(Marchbanks.) Haben Sie nicht zugehört?

(Candida schuldbewußt, mit übertriebener Höflichkeit:) O ja. Es ist sehr hübsch. Fahren Sie fort, Eugen. Ich bin begierig, zu hören, was dem Engel passiert ist.

(Marchbanks läßt das Manuskript aus der Hand auf den Boden fallen:)
Verzeihen Sie, daß ich Sie langweile!

(Candida.) Aber Sie langweilen mich durchaus nicht, wirklich nicht.
Bitte, fahren Sie fort—bitte, Eugen.

(Marchbanks.) Ich habe das Gedicht über den Engel vor einer Viertelstunde beendet. Ich habe Ihnen seitdem schon verschiedenes vorgelesen.

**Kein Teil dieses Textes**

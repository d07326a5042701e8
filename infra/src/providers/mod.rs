//! Verification providers backed by infrastructure services

mod registry;
mod sms_provider;

#[cfg(test)]
mod tests;

pub use registry::{build_provider_registry, registry_for_service};
pub use sms_provider::SmsVerificationProvider;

(Candida reuevoll:) Das tut mir wirklich leid, Eugen. Mir scheint, der Schürhaken hat mich behext. (Sie legt ihn nieder.)

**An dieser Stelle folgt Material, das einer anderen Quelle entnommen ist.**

//! Mock SMS Service Implementation
//!
//! Logs messages instead of sending them. Used for development and tests,
//! and as the back end of non-SMS channels outside production.

use async_trait::async_trait;
use std::collections::HashMap;
use std::sync::atomic::{AtomicBool, AtomicU64, Ordering};
use std::sync::{Arc, Mutex};
use std::time::Duration;
use tracing::{info, warn};
use uuid::Uuid;

use super::sms_service::{is_valid_phone_number, mask_phone_number, SmsService};
use crate::InfrastructureError;

/// Mock SMS service for development and testing
///
/// This implementation:
/// - Logs SMS messages instead of sending them
/// - Validates phone numbers
/// - Generates mock message IDs
/// - Tracks message count and the last message per phone for testing
#[derive(Clone)]
pub struct MockSmsService {
    /// Counter for tracking number of messages sent
    message_count: Arc<AtomicU64>,
    /// Last message body per phone number
    last_messages: Arc<Mutex<HashMap<String, String>>>,
    /// Whether to simulate failures (for testing)
    simulate_failure: Arc<AtomicBool>,
    /// Whether to print messages to console
    console_output: bool,
    /// Artificial network delay
    delay: Duration,
}

impl MockSmsService {
    /// Create a new mock SMS service
    pub fn new() -> Self {
        Self::with_options(true, false)
    }

    /// Create a mock service with configurable options
    pub fn with_options(console_output: bool, simulate_failure: bool) -> Self {
        Self {
            message_count: Arc::new(AtomicU64::new(0)),
            last_messages: Arc::new(Mutex::new(HashMap::new())),
            simulate_failure: Arc::new(AtomicBool::new(simulate_failure)),
            console_output,
            delay: Duration::from_millis(100),
        }
    }

    /// Quiet instance without artificial delay
    pub fn silent() -> Self {
        Self::with_options(false, false).with_delay(Duration::ZERO)
    }

    /// Override the simulated network delay
    pub fn with_delay(mut self, delay: Duration) -> Self {
        self.delay = delay;
        self
    }

    /// Get the total number of messages sent
    pub fn get_message_count(&self) -> u64 {
        self.message_count.load(Ordering::SeqCst)
    }

    /// Last message sent to `phone_number`
    pub fn last_message(&self, phone_number: &str) -> Option<String> {
        self.last_messages
            .lock()
            .ok()
            .and_then(|messages| messages.get(phone_number).cloned())
    }

    /// Reset the message counter and recorded messages
    pub fn reset_counter(&self) {
        self.message_count.store(0, Ordering::SeqCst);
        if let Ok(mut messages) = self.last_messages.lock() {
            messages.clear();
        }
    }

    /// Enable or disable failure simulation
    pub fn set_simulate_failure(&self, simulate: bool) {
        self.simulate_failure.store(simulate, Ordering::SeqCst);
    }
}

impl Default for MockSmsService {
    fn default() -> Self {
        Self::new()
    }
}

#[async_trait]
impl SmsService for MockSmsService {
    async fn send_sms(
        &self,
        phone_number: &str,
        message: &str,
    ) -> Result<String, InfrastructureError> {
        if !is_valid_phone_number(phone_number) {
            return Err(InfrastructureError::Sms(format!(
                "Invalid phone number format: {}",
                mask_phone_number(phone_number)
            )));
        }

        let masked_phone = mask_phone_number(phone_number);

        if self.simulate_failure.load(Ordering::SeqCst) {
            warn!(
                provider = "mock",
                phone = %masked_phone,
                "Mock SMS service simulating failure"
            );
            return Err(InfrastructureError::Sms(
                "Simulated SMS sending failure".to_string(),
            ));
        }

        let message_id = format!("mock_{}", Uuid::new_v4());
        let count = self.message_count.fetch_add(1, Ordering::SeqCst) + 1;

        if let Ok(mut messages) = self.last_messages.lock() {
            messages.insert(phone_number.to_string(), message.to_string());
        }

        if self.console_output {
            // Development console shows the full message so codes can be read off
            println!("\n{}", "=".repeat(60));
            println!("MOCK SMS SERVICE - MESSAGE #{}", count);
            println!("{}", "=".repeat(60));
            println!("To: {}", phone_number);
            println!("Message ID: {}", message_id);
            println!("Content: {}", message);
            println!("{}\n", "=".repeat(60));
        }

        info!(
            target: "sms_service",
            provider = "mock",
            phone = %masked_phone,
            message_id = %message_id,
            message_length = message.len(),
            "SMS sent successfully (mock)"
        );

        if !self.delay.is_zero() {
            tokio::time::sleep(self.delay).await;
        }

        Ok(message_id)
    }

    fn provider_name(&self) -> &str {
        "Mock"
    }

    async fn is_available(&self) -> bool {
        !self.simulate_failure.load(Ordering::SeqCst)
    }
}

(Marchbanks.) Er hat mich fürchterlich gestört.

(Candida.) Warum haben Sie mir das nicht gesagt? Ich hätte ihn sofort weggelegt.

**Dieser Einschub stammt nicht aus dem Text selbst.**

//! SMS delivery configuration

use serde::{Deserialize, Serialize};

/// Message sent when no template is configured
pub const DEFAULT_MESSAGE_TEMPLATE: &str =
    "Your verification code is: {code}. Do not share it with anyone.";

/// Which SMS back end delivers codes
#[derive(Debug, Clone, Copy, PartialEq, Eq, Deserialize, Serialize)]
#[serde(rename_all = "kebab-case")]
pub enum SmsProviderKind {
    /// Logs messages instead of sending them
    Mock,
    /// Twilio Programmable Messaging
    Twilio,
    /// AWS Simple Notification Service
    AwsSns,
}

impl std::str::FromStr for SmsProviderKind {
    type Err = String;

    fn from_str(s: &str) -> Result<Self, Self::Err> {
        match s.trim().to_lowercase().as_str() {
            "mock" => Ok(SmsProviderKind::Mock),
            "twilio" => Ok(SmsProviderKind::Twilio),
            "aws-sns" | "aws_sns" | "sns" => Ok(SmsProviderKind::AwsSns),
            _ => Err(format!("Unknown SMS provider: {}", s)),
        }
    }
}

impl std::fmt::Display for SmsProviderKind {
    fn fmt(&self, f: &mut std::fmt::Formatter<'_>) -> std::fmt::Result {
        match self {
            SmsProviderKind::Mock => write!(f, "mock"),
            SmsProviderKind::Twilio => write!(f, "twilio"),
            SmsProviderKind::AwsSns => write!(f, "aws-sns"),
        }
    }
}

/// SMS service configuration
#[derive(Debug, Clone, PartialEq, Eq, Deserialize, Serialize)]
pub struct SmsConfig {
    /// SMS service provider
    pub provider: SmsProviderKind,
    /// API credentials (Twilio account SID / AWS access key id)
    #[serde(default)]
    pub api_key: String,
    /// API secret (Twilio auth token / AWS secret access key)
    #[serde(default)]
    pub api_secret: String,
    /// Sender phone number or sender id
    pub from_number: String,
    /// AWS region for SNS
    #[serde(default = "default_region")]
    pub region: String,
    /// Message body; `{code}` is replaced with the verification code
    #[serde(default = "default_message_template")]
    pub message_template: String,
}

impl Default for SmsConfig {
    fn default() -> Self {
        Self {
            provider: SmsProviderKind::Mock,
            api_key: String::new(),
            api_secret: String::new(),
            from_number: "+1234567890".to_string(),
            region: default_region(),
            message_template: default_message_template(),
        }
    }
}

impl SmsConfig {
    /// Create from an arbitrary variable lookup.
    ///
    /// An unknown `SMS_PROVIDER` value falls back to the mock back end.
    pub fn from_lookup<F>(lookup: F) -> Self
    where
        F: Fn(&str) -> Option<String>,
    {
        let defaults = Self::default();
        Self {
            provider: lookup("SMS_PROVIDER")
                .and_then(|v| v.parse().ok())
                .unwrap_or(defaults.provider),
            api_key: lookup("SMS_API_KEY").unwrap_or_default(),
            api_secret: lookup("SMS_API_SECRET").unwrap_or_default(),
            from_number: lookup("SMS_FROM_NUMBER").unwrap_or(defaults.from_number),
            region: lookup("AWS_REGION").unwrap_or(defaults.region),
            message_template: lookup("SMS_MESSAGE_TEMPLATE")
                .filter(|t| t.contains("{code}"))
                .unwrap_or(defaults.message_template),
        }
    }
}

fn default_region() -> String {
    String::from("us-east-1")
}

fn default_message_template() -> String {
    DEFAULT_MESSAGE_TEMPLATE.to_string()
}

#[cfg(test)]
mod tests {
    use super::*;
    use std::collections::HashMap;

    fn lookup_from(pairs: &[(&str, &str)]) -> impl Fn(&str) -> Option<String> {
        let map: HashMap<String, String> = pairs
            .iter()
            .map(|(k, v)| (k.to_string(), v.to_string()))
            .collect();
        move |key: &str| map.get(key).cloned()
    }

    #[test]
    fn test_provider_kind_parsing() {
        assert_eq!("Twilio".parse::<SmsProviderKind>().unwrap(), SmsProviderKind::Twilio);
        assert_eq!("aws-sns".parse::<SmsProviderKind>().unwrap(), SmsProviderKind::AwsSns);
        assert_eq!("sns".parse::<SmsProviderKind>().unwrap(), SmsProviderKind::AwsSns);
        assert!("carrier-pigeon".parse::<SmsProviderKind>().is_err());
    }

    #[test]
    fn test_from_lookup() {
        let config = SmsConfig::from_lookup(lookup_from(&[
            ("SMS_PROVIDER", "twilio"),
            ("SMS_API_KEY", "ACtest"),
            ("SMS_API_SECRET", "secret"),
            ("SMS_FROM_NUMBER", "+15550001111"),
        ]));
        assert_eq!(config.provider, SmsProviderKind::Twilio);
        assert_eq!(config.api_key, "ACtest");
        assert_eq!(config.api_secret, "secret");
        assert_eq!(config.from_number, "+15550001111");
        assert_eq!(config.region, "us-east-1");
    }

    #[test]
    fn test_unknown_provider_falls_back_to_mock() {
        let config = SmsConfig::from_lookup(lookup_from(&[("SMS_PROVIDER", "unknown")]));
        assert_eq!(config.provider, SmsProviderKind::Mock);
    }

    #[test]
    fn test_template_without_placeholder_is_ignored() {
        let config = SmsConfig::from_lookup(lookup_from(&[("SMS_MESSAGE_TEMPLATE", "Hello")]));
        assert_eq!(config.message_template, DEFAULT_MESSAGE_TEMPLATE);

        let config =
            SmsConfig::from_lookup(lookup_from(&[("SMS_MESSAGE_TEMPLATE", "Code {code}")]));
        assert_eq!(config.message_template, "Code {code}");
    }
}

(Marchbanks.) Ich fürchtete, Sie auch zu stören; er glich einer Waffe. Wenn ich ein Held aus alten Tagen wäre, würde ich mein gezogenes Schwert zwischen uns gelegt haben. Wenn Morell gekommen wäre, hätte er geglaubt, daß Sie den Schürhaken ergriffen haben, weil kein Schwert zwischen uns liegt.

(Candida verwundert:) Was? (Sie sieht ihn mit verwirrten Blicken an:) Das kann ich nicht recht verstehen. Ihre Sonette haben mich so sehr verwirrt! Warum sollte ein Schwert zwischen uns sein?